SELECT ?shape ?target ?concept
WHERE {
    ?shape a sh:NodeShape ;
        sh:target ?target ;
        sh:targetClass ?targetClass .
    ?targetClass dcterms:subject ?concept .
    }
"""

result = g.query(query)

cls_terms = {}
for row in result:
    cls_terms[str(row[1].lower())] = str(row[2])
    
#cls_terms

In [5]:
def add_term(cls, term):
    dataset_urn = make_dataset_urn(platform="postgres", name="postgres.public." + cls, env="PROD")

    term_to_add = make_term_urn("Areaaldata begrippenkader." + term)
    term_association_to_add = GlossaryTermAssociationClass(urn=term_to_add)
    unknown_audit_stamp = AuditStampClass(time=get_sys_time(), actor="urn:li:corpuser:ingestion")

    # create a brand new terms aspect
    terms_aspect = GlossaryTermsClass(
        terms=[term_association_to_add],
        auditStamp=unknown_audit_stamp,
    )

    event: MetadataChangeProposalWrapper = MetadataChangeProposalWrapper(
        entityType="dataset",
        changeType=ChangeTypeClass.UPSERT,
        entityUrn=dataset_urn,
        aspectName="glossaryTerms",
        aspect=terms_aspect,
        systemMetadata=models.SystemMetadataClass(runId="map-datasets-terms")
    )
    return event, term_to_add, dataset_urn

loop through the selected datasets and look for a match in the ontology. if found map the table to term and use the python rest emitter to update datahub.

In [6]:
for ds in datasets:
        sub = ds.split(',')[1].split('.')[-1]
        if sub in cls_terms:
            concept = cls_terms[sub]
            event, term_to_add, dataset_urn = add_term(sub, concept.split('/')[-1])
        
            rest_emitter.emit(event)
            log.info(f"Attached term {term_to_add} to dataset {dataset_urn}")

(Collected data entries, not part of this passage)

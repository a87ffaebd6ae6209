//! Dispatches each terraform component to its Git or OCI sub-resolver,
//! materializes the referenced module on disk, and writes the shim
//! `main.tf`/`variables.tf`/`outputs.tf` files that pass variables through
//! to, and surface outputs from, the materialized module.
//!
//! Shim generation operates on an HCL AST (`hcl-rs`) rather than raw text, so
//! `description`/`type`/`default`/`sensitive` attributes round-trip as raw
//! token streams instead of being re-interpreted, directly satisfying the
//! "operate on an AST, not raw text" design note. This mirrors the teacher's
//! habit of reaching for a real parser crate (`kube`'s typed objects, `tera`
//! for templates) wherever a structured format is in play.

pub mod git_resolver;
pub mod oci_resolver;
pub mod source;

use std::path::{Component, Path, PathBuf};

use hcl::{Block, Body, Expression, RawExpression};

use crate::blueprint::model::TerraformComponent;
use crate::errors::{ModuleResolutionError, WindsorError};
use crate::oci::OCIArtifactEngine;
use source::ResolvedSource;

/// Resolves and materializes the terraform components of one blueprint.
/// Owns the OCI pull cache, so pulling the same `oci://` reference for two
/// components in one `process_modules` call performs one network pull, per
/// spec §4.3's caching rule.
pub struct ModuleResolver<'a> {
    project_root: PathBuf,
    oci_engine: &'a OCIArtifactEngine,
    pulled: oci_resolver::PullCache,
}

impl<'a> ModuleResolver<'a> {
    pub fn new(project_root: impl Into<PathBuf>, oci_engine: &'a OCIArtifactEngine) -> Self {
        ModuleResolver {
            project_root: project_root.into(),
            oci_engine,
            pulled: oci_resolver::PullCache::new(),
        }
    }

    /// Resolves every component's fully qualified `source` (as produced by
    /// `BlueprintHandler::generate`), materializes the referenced module,
    /// and writes its shim. Any failure aborts processing of that component
    /// and surfaces with the component's path embedded in the error chain.
    pub async fn process_modules(&mut self, components: &mut [TerraformComponent]) -> Result<(), WindsorError> {
        for component in components {
            self.resolve_component(component)
                .await
                .map_err(|err| ModuleResolutionError::Component {
                    component_path: component.path.clone(),
                    source: Box::new(err),
                })?;
        }
        Ok(())
    }

    async fn resolve_component(&mut self, component: &mut TerraformComponent) -> Result<(), ModuleResolutionError> {
        let resolved = source::parse(&component.source)?;
        let full_path = TerraformComponent::full_path_under(&self.project_root, &component.path);

        let materialized = match resolved {
            ResolvedSource::Git { url, reference, subpath } => {
                git_resolver::materialize(&self.project_root, &url, &reference, &subpath)?
            }
            ResolvedSource::Oci { oci_ref, subpath } => {
                oci_resolver::materialize(&self.project_root, self.oci_engine, &mut self.pulled, &oci_ref, &subpath)
                    .await
                    .map_err(|err| ModuleResolutionError::Shim {
                        path: full_path.clone(),
                        message: err.to_string(),
                    })?
            }
        };

        write_shim(&full_path, &materialized)?;
        component.full_path = Some(full_path);
        Ok(())
    }
}

/// One `variable` or `output` block lifted out of the materialized module,
/// carrying its name and attributes (other than `value`, which the shim
/// always computes itself) as raw HCL expressions.
struct ShimBlock {
    name: String,
    attributes: Vec<(String, Expression)>,
}

fn write_shim(shim_dir: &Path, materialized: &Path) -> Result<(), ModuleResolutionError> {
    std::fs::create_dir_all(shim_dir).map_err(|source| ModuleResolutionError::Shim {
        path: shim_dir.to_path_buf(),
        message: source.to_string(),
    })?;

    let variables = read_block_attributes(materialized, "variables.tf", "variable")?;
    let outputs = read_block_attributes(materialized, "outputs.tf", "output")?;

    let relative_source = relative_path(shim_dir, materialized);
    write_main_tf(shim_dir, &relative_source, &variables)?;
    write_variables_tf(shim_dir, &variables)?;
    if !outputs.is_empty() {
        write_outputs_tf(shim_dir, &outputs)?;
    }

    Ok(())
}

fn read_block_attributes(module_dir: &Path, file_name: &str, block_kind: &str) -> Result<Vec<ShimBlock>, ModuleResolutionError> {
    let path = module_dir.join(file_name);
    if !path.is_file() {
        return Ok(Vec::new());
    }

    let contents = std::fs::read_to_string(&path).map_err(|source| ModuleResolutionError::Shim {
        path: path.clone(),
        message: source.to_string(),
    })?;
    let body: Body = hcl::parse(&contents).map_err(|err| ModuleResolutionError::Shim {
        path: path.clone(),
        message: err.to_string(),
    })?;

    let mut found = Vec::new();
    for block in body.blocks() {
        if block.identifier() != block_kind {
            continue;
        }
        let Some(label) = block.labels().first() else { continue };
        let name = label.as_str().to_string();
        let attributes = block
            .body()
            .attributes()
            .filter(|attr| attr.key.as_str() != "value")
            .map(|attr| (attr.key.to_string(), attr.expr.clone()))
            .collect();
        found.push(ShimBlock { name, attributes });
    }

    Ok(found)
}

fn write_main_tf(dir: &Path, relative_source: &Path, variables: &[ShimBlock]) -> Result<(), ModuleResolutionError> {
    let mut block_builder = Block::builder("module")
        .add_label("main")
        .add_attribute(("source", relative_source.to_string_lossy().replace('\\', "/")));

    for variable in variables {
        let pass_through = Expression::Raw(RawExpression::new(format!("var.{}", variable.name)));
        block_builder = block_builder.add_attribute((variable.name.as_str(), pass_through));
    }

    let body = Body::builder().add_block(block_builder.build()).build();
    write_hcl(dir.join("main.tf"), &body)
}

fn write_variables_tf(dir: &Path, variables: &[ShimBlock]) -> Result<(), ModuleResolutionError> {
    let mut builder = Body::builder();
    for variable in variables {
        let mut block_builder = Block::builder("variable").add_label(variable.name.as_str());
        for (key, expr) in &variable.attributes {
            block_builder = block_builder.add_attribute((key.as_str(), expr.clone()));
        }
        builder = builder.add_block(block_builder.build());
    }
    write_hcl(dir.join("variables.tf"), &builder.build())
}

fn write_outputs_tf(dir: &Path, outputs: &[ShimBlock]) -> Result<(), ModuleResolutionError> {
    let mut builder = Body::builder();
    for output in outputs {
        let mut block_builder = Block::builder("output").add_label(output.name.as_str());
        for (key, expr) in &output.attributes {
            block_builder = block_builder.add_attribute((key.as_str(), expr.clone()));
        }
        let value = Expression::Raw(RawExpression::new(format!("module.main.{}", output.name)));
        block_builder = block_builder.add_attribute(("value", value));
        builder = builder.add_block(block_builder.build());
    }
    write_hcl(dir.join("outputs.tf"), &builder.build())
}

fn write_hcl(path: PathBuf, body: &Body) -> Result<(), ModuleResolutionError> {
    let rendered = hcl::to_string(body).map_err(|err| ModuleResolutionError::Shim {
        path: path.clone(),
        message: err.to_string(),
    })?;
    std::fs::write(&path, rendered).map_err(|source| ModuleResolutionError::Shim {
        path,
        message: source.to_string(),
    })
}

/// A minimal `from`→`to` relative-path diff over path components, since both
/// sides are always plain joins under `project_root` here (never touched
/// through `canonicalize`), so lexical comparison is enough.
fn relative_path(from_dir: &Path, to_dir: &Path) -> PathBuf {
    let from: Vec<Component> = from_dir.components().collect();
    let to: Vec<Component> = to_dir.components().collect();

    let common = from.iter().zip(to.iter()).take_while(|(a, b)| a == b).count();

    let mut result = PathBuf::new();
    for _ in common..from.len() {
        result.push("..");
    }
    for component in &to[common..] {
        result.push(component.as_os_str());
    }
    result
}

#[cfg(test)]
mod tests {
    use super::*;

    fn write(path: &Path, contents: &str) {
        std::fs::create_dir_all(path.parent().unwrap()).unwrap();
        std::fs::write(path, contents).unwrap();
    }

    #[test]
    fn relative_path_computes_common_ancestor_diff() {
        let from = Path::new("/project/.windsor/.tf_modules/cluster/talos");
        let to = Path::new("/project/.windsor/.tf_modules/.git_cache/infra-main/modules/cluster");
        let relative = relative_path(from, to);
        assert_eq!(relative, PathBuf::from("../../.git_cache/infra-main/modules/cluster"));
    }

    #[test]
    fn shim_writes_empty_variables_tf_when_module_has_none() {
        let dir = tempfile::tempdir().unwrap();
        let module_dir = dir.path().join("module");
        std::fs::create_dir_all(&module_dir).unwrap();

        let shim_dir = dir.path().join("shim");
        write_shim(&shim_dir, &module_dir).unwrap();

        assert!(shim_dir.join("variables.tf").exists());
        assert!(!shim_dir.join("outputs.tf").exists());
        let main_tf = std::fs::read_to_string(shim_dir.join("main.tf")).unwrap();
        assert!(main_tf.contains("module \"main\""));
    }

    #[test]
    fn shim_preserves_variable_attributes_and_passes_through_in_main() {
        let dir = tempfile::tempdir().unwrap();
        let module_dir = dir.path().join("module");
        write(
            &module_dir.join("variables.tf"),
            r#"
variable "replicas" {
  description = "number of replicas"
  type        = number
  default     = 3
}
"#,
        );
        write(
            &module_dir.join("outputs.tf"),
            r#"
output "cluster_id" {
  description = "the cluster id"
  value       = aws_eks_cluster.this.id
}
"#,
        );

        let shim_dir = dir.path().join("shim");
        write_shim(&shim_dir, &module_dir).unwrap();

        let variables_tf = std::fs::read_to_string(shim_dir.join("variables.tf")).unwrap();
        assert!(variables_tf.contains("variable \"replicas\""));
        assert!(variables_tf.contains("number of replicas"));

        let main_tf = std::fs::read_to_string(shim_dir.join("main.tf")).unwrap();
        assert!(main_tf.contains("replicas = var.replicas"));

        let outputs_tf = std::fs::read_to_string(shim_dir.join("outputs.tf")).unwrap();
        assert!(outputs_tf.contains("output \"cluster_id\""));
        assert!(outputs_tf.contains("module.main.cluster_id"));
        assert!(!outputs_tf.contains("aws_eks_cluster"));
    }
}
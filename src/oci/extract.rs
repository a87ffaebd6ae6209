//! Safe tar extraction with a presence-checked cache directory, grounded on
//! the teacher's defensive path-joining idiom in
//! `fs::workspace_directory`/`fs::root_workspace_directory` (always join
//! under a known root, create it if absent), extended here with an explicit
//! post-join prefix check because tar entries are untrusted input, which
//! local workspace paths are not.

use std::io::Read;
use std::path::{Component, Path, PathBuf};

use crate::blueprint::model::OciArtifactInfo;
use crate::errors::ExtractionSafetyError;

const EXTRACTION_CACHE_DIR: &str = ".windsor/.oci_extracted";

pub fn cache_dir(project_root: &Path, info: &OciArtifactInfo) -> PathBuf {
    project_root.join(EXTRACTION_CACHE_DIR).join(info.cache_key())
}

/// Extracts `archive` into `cache_dir(project_root, info)`, skipping
/// extraction entirely if that directory already exists. File modes are
/// masked to their low 9 bits; `.sh` entries gain the executable bits.
pub fn extract_cached(project_root: &Path, info: &OciArtifactInfo, archive: &[u8]) -> Result<PathBuf, ExtractionSafetyError> {
    let root = cache_dir(project_root, info);
    if root.exists() {
        return Ok(root);
    }

    extract_into(&root, archive)?;
    Ok(root)
}

/// Extracts every entry of `archive` under `root`, validating each entry's
/// cleaned path stays contained, independent of any cache presence check —
/// exercised directly so extraction safety is testable without a real OCI
/// pull.
pub fn extract_into(root: &Path, archive: &[u8]) -> Result<(), ExtractionSafetyError> {
    std::fs::create_dir_all(root).map_err(|_| ExtractionSafetyError::AbsolutePath {
        entry: root.display().to_string(),
    })?;

    let mut tar = tar::Archive::new(archive);
    let entries = tar.entries().map_err(|_| ExtractionSafetyError::AbsolutePath {
        entry: "<unreadable tar stream>".to_string(),
    })?;

    for entry in entries {
        let mut entry = entry.map_err(|_| ExtractionSafetyError::AbsolutePath {
            entry: "<corrupt tar entry>".to_string(),
        })?;
        let raw_path = entry.path().map_err(|_| ExtractionSafetyError::AbsolutePath {
            entry: "<non-utf8 tar entry>".to_string(),
        })?;
        let entry_name = raw_path.to_string_lossy().to_string();

        if is_absolute(&raw_path) {
            return Err(ExtractionSafetyError::AbsolutePath { entry: entry_name });
        }
        let Some(cleaned) = normalize_relative(&raw_path) else {
            return Err(ExtractionSafetyError::PathTraversal {
                entry: entry_name,
                root: root.to_path_buf(),
            });
        };

        let destination = root.join(&cleaned);
        if !destination.starts_with(root) {
            return Err(ExtractionSafetyError::PathTraversal {
                entry: entry_name,
                root: root.to_path_buf(),
            });
        }

        if entry.header().entry_type().is_dir() {
            std::fs::create_dir_all(&destination).map_err(|_| ExtractionSafetyError::AbsolutePath {
                entry: entry_name.clone(),
            })?;
            continue;
        }

        if let Some(parent) = destination.parent() {
            std::fs::create_dir_all(parent).map_err(|_| ExtractionSafetyError::AbsolutePath {
                entry: entry_name.clone(),
            })?;
        }

        let mut buf = Vec::new();
        entry.read_to_end(&mut buf).map_err(|_| ExtractionSafetyError::AbsolutePath {
            entry: entry_name.clone(),
        })?;
        std::fs::write(&destination, &buf).map_err(|_| ExtractionSafetyError::AbsolutePath {
            entry: entry_name.clone(),
        })?;

        apply_mode(&destination, entry.header().mode().unwrap_or(0o644), &entry_name);
    }

    Ok(())
}

#[cfg(unix)]
fn apply_mode(path: &Path, mode: u32, entry_name: &str) {
    use std::os::unix::fs::PermissionsExt;

    let mut masked = mode & 0o777;
    if entry_name.ends_with(".sh") {
        masked |= 0o111;
    }
    let _ = std::fs::set_permissions(path, std::fs::Permissions::from_mode(masked));
}

#[cfg(not(unix))]
fn apply_mode(_path: &Path, _mode: u32, _entry_name: &str) {}

fn is_absolute(path: &Path) -> bool {
    matches!(path.components().next(), Some(Component::RootDir) | Some(Component::Prefix(_)))
}

/// Cleans `path` lexically, resolving `..` against what has been pushed so
/// far without touching the filesystem. Returns `None` if a `..` would
/// escape above the root the entry is relative to — tar entries are
/// untrusted input, unlike the local workspace paths the teacher's own
/// path-joining idiom always starts from.
fn normalize_relative(path: &Path) -> Option<PathBuf> {
    let mut cleaned = PathBuf::new();
    let mut depth: u32 = 0;
    for component in path.components() {
        match component {
            Component::CurDir => {}
            Component::ParentDir => {
                if depth == 0 {
                    return None;
                }
                depth -= 1;
                cleaned.pop();
            }
            Component::RootDir | Component::Prefix(_) => return None,
            Component::Normal(part) => {
                depth += 1;
                cleaned.push(part);
            }
        }
    }
    Some(cleaned)
}

#[cfg(test)]
mod tests {
    use super::*;
    use std::io::Write as _;

    fn build_tar(entries: &[(&str, &[u8])]) -> Vec<u8> {
        let mut builder = tar::Builder::new(Vec::new());
        for (name, contents) in entries {
            let mut header = tar::Header::new_gnu();
            header.set_size(contents.len() as u64);
            header.set_mode(0o644);
            header.set_cksum();
            builder.append_data(&mut header, name, *contents).unwrap();
        }
        builder.into_inner().unwrap()
    }

    #[test]
    fn extracts_entries_under_root() {
        let dir = tempfile::tempdir().unwrap();
        let archive = build_tar(&[("main.tf", b"module \"x\" {}\n")]);
        extract_into(dir.path(), &archive).unwrap();
        assert!(dir.path().join("main.tf").exists());
    }

    #[test]
    fn aborts_on_path_traversal_entry() {
        let dir = tempfile::tempdir().unwrap();
        let archive = build_tar(&[("../escape.tf", b"evil\n")]);
        let err = extract_into(dir.path(), &archive).unwrap_err();
        assert!(matches!(err, ExtractionSafetyError::PathTraversal { .. }));
        assert!(!dir.path().parent().unwrap().join("escape.tf").exists());
    }

    #[test]
    fn aborts_on_absolute_entry() {
        let dir = tempfile::tempdir().unwrap();
        let archive = build_tar(&[("/etc/passwd", b"evil\n")]);
        let err = extract_into(dir.path(), &archive).unwrap_err();
        assert!(matches!(err, ExtractionSafetyError::AbsolutePath { .. }));
    }

    #[test]
    fn skips_extraction_when_cache_dir_already_exists() {
        let dir = tempfile::tempdir().unwrap();
        let info = OciArtifactInfo {
            name: "blueprint".into(),
            url: "oci://registry.local/windsor/blueprint:v1".into(),
            registry: "registry.local".into(),
            repository: "windsor/blueprint".into(),
            tag: "v1".into(),
        };
        let root = cache_dir(dir.path(), &info);
        std::fs::create_dir_all(&root).unwrap();
        std::fs::write(root.join("sentinel"), b"keep").unwrap();

        let archive = build_tar(&[("main.tf", b"ignored\n")]);
        let returned = extract_cached(dir.path(), &info, &archive).unwrap();

        assert_eq!(returned, root);
        assert!(root.join("sentinel").exists());
        assert!(!root.join("main.tf").exists());
    }
}
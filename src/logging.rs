//! Ambient logging setup.
//!
//! The rest of this crate logs with `tracing`'s `info!`/`warn!`/`error!`/
//! `debug!` macros directly, the way the teacher's non-legacy modules do
//! (e.g. `container_registry/ecr.rs`). This module only owns the one thing a
//! library can usefully own: an opt-in subscriber installer for binaries or
//! tests that haven't already set one up.

use tracing_subscriber::{EnvFilter, fmt};

/// Installs a `tracing-subscriber` global subscriber reading its level from
/// `RUST_LOG` (defaulting to `info`). Safe to call more than once; later
/// calls are no-ops once a global subscriber is set.
pub fn init_tracing() {
    let filter = EnvFilter::try_from_default_env().unwrap_or_else(|_| EnvFilter::new("info"));

    let _ = fmt().with_env_filter(filter).with_target(true).try_init();
}
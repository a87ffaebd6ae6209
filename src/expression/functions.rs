//! Helper functions injected into every expression context: `file(path)` and
//! `jsonnet(path)`. Both share the same relative-path resolution rule:
//! relative to the feature file's directory when one is known, otherwise
//! relative to the project root; absolute paths are cleaned and used as-is.

use std::path::{Path, PathBuf};

use evalexpr::{ContextWithMutableFunctions, EvalexprError, Function, HashMapContext, Value as EvalValue};

use super::jsonnet;
use crate::config_store::ContextValues;

/// Resolves `path` against `feature_dir` if one is set, else `project_root`.
/// Absolute paths are cleaned (no `..` normalization needed: `std::fs`
/// rejects `..` naturally by resolving through the real filesystem) and used
/// verbatim.
pub fn resolve_path(project_root: &Path, feature_dir: Option<&Path>, path: &str) -> PathBuf {
    let candidate = Path::new(path);
    if candidate.is_absolute() {
        return clean_path(candidate);
    }

    match feature_dir {
        Some(dir) => dir.join(candidate),
        None => project_root.join(candidate),
    }
}

fn clean_path(path: &Path) -> PathBuf {
    let mut cleaned = PathBuf::new();
    for component in path.components() {
        use std::path::Component::*;
        match component {
            CurDir => {}
            ParentDir => {
                cleaned.pop();
            }
            other => cleaned.push(other.as_os_str()),
        }
    }
    cleaned
}

pub fn register_file(ctx: &mut HashMapContext, project_root: PathBuf, feature_dir: Option<PathBuf>) {
    let _ = ctx.set_function(
        "file".to_string(),
        Function::new(move |argument| {
            let path = argument.as_string()?;
            let resolved = resolve_path(&project_root, feature_dir.as_deref(), &path);
            std::fs::read_to_string(&resolved)
                .map(EvalValue::String)
                .map_err(|err| EvalexprError::CustomMessage(format!("file(\"{path}\"): {err}")))
        }),
    );
}

pub fn register_jsonnet(
    ctx: &mut HashMapContext,
    project_root: PathBuf,
    feature_dir: Option<PathBuf>,
    context_name: String,
    oci_url: String,
    env: ContextValues,
) {
    let _ = ctx.set_function(
        "jsonnet".to_string(),
        Function::new(move |argument| {
            let path = argument.as_string()?;
            let resolved = resolve_path(&project_root, feature_dir.as_deref(), &path);
            let project_name = project_root
                .file_name()
                .and_then(|n| n.to_str())
                .unwrap_or_default()
                .to_string();

            jsonnet::evaluate_jsonnet(&resolved, env.as_value(), &context_name, &project_name, &oci_url)
                .map(yaml_to_eval)
                .map_err(|err| EvalexprError::CustomMessage(err.to_string()))
        }),
    );
}

fn yaml_to_eval(value: serde_yaml::Value) -> EvalValue {
    match value {
        serde_yaml::Value::String(s) => EvalValue::String(s),
        serde_yaml::Value::Bool(b) => EvalValue::Boolean(b),
        serde_yaml::Value::Number(n) => n
            .as_i64()
            .map(EvalValue::Int)
            .unwrap_or_else(|| EvalValue::Float(n.as_f64().unwrap_or_default())),
        serde_yaml::Value::Null => EvalValue::Empty,
        serde_yaml::Value::Sequence(seq) => EvalValue::Tuple(seq.into_iter().map(yaml_to_eval).collect()),
        other => EvalValue::String(serde_yaml::to_string(&other).unwrap_or_default()),
    }
}

#[cfg(test)]
mod tests {
    use super::*;

    #[test]
    fn resolve_path_prefers_feature_dir_over_project_root() {
        let project_root = Path::new("/project");
        let feature_dir = Path::new("/project/contexts/_template/features");
        let resolved = resolve_path(project_root, Some(feature_dir), "payload.txt");
        assert_eq!(resolved, feature_dir.join("payload.txt"));
    }

    #[test]
    fn resolve_path_falls_back_to_project_root() {
        let project_root = Path::new("/project");
        let resolved = resolve_path(project_root, None, "payload.txt");
        assert_eq!(resolved, project_root.join("payload.txt"));
    }

    #[test]
    fn resolve_path_cleans_absolute_paths() {
        let resolved = resolve_path(Path::new("/project"), None, "/etc/../etc/hosts");
        assert_eq!(resolved, PathBuf::from("/etc/hosts"));
    }
}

INFO:__main__:Attached term urn:li:glossaryTerm:Areaaldata begrippenkader.bak to dataset urn:li:dataset:(urn:li:dataPlatform:postgres,postgres.public.av_bak_p,PROD)
INFO:__main__:Attached term urn:li:glossaryTerm:Areaaldata begrippenkader.begroeidTerreindeel to dataset urn:li:dataset:(urn:li:dataPlatform:postgres,postgres.public.av_begroeidterreindeel_v,PROD)
INFO:__main__:Attached term urn:li:glossaryTerm:Areaaldata begrippenkader.begroeidTerreindeelBerm to dataset urn:li:dataset:(urn:li:dataPlatform:postgres,postgres.public.av_begroeidterreindeelberm_v,PROD)
INFO:__main__:Attached term urn:li:glossaryTerm:Areaaldata begrippenkader.begroeidTerreindeelBermKr to dataset urn:li:dataset:(urn:li:dataPlatform:postgres,postgres.public.av_begroeidterreindeelbermkr_l,PROD)
INFO:__main__:Attached term urn:li:glossaryTerm:Areaaldata begrippenkader.begroeidTerreindeelKruin to dataset urn:li:dataset:(urn:li:dataPlatform:postgres,postgres.public.av_begroeidterreindeelkruin_l,PROD)
INFO:__main__:Att

In [8]:
mapping = []
for ds in datasets:
        sub = ds.split(',')[1].split('.')[-1]
        if sub in cls_terms:
            concept = cls_terms[sub]
            event, term_to_add, dataset_urn = add_term(sub, concept.split('/')[-1])
            mapping.append(event)

mapping_df = pd.DataFrame(mapping)

# mapping_df.head()
mapping_df.to_csv('mappingfile.csv')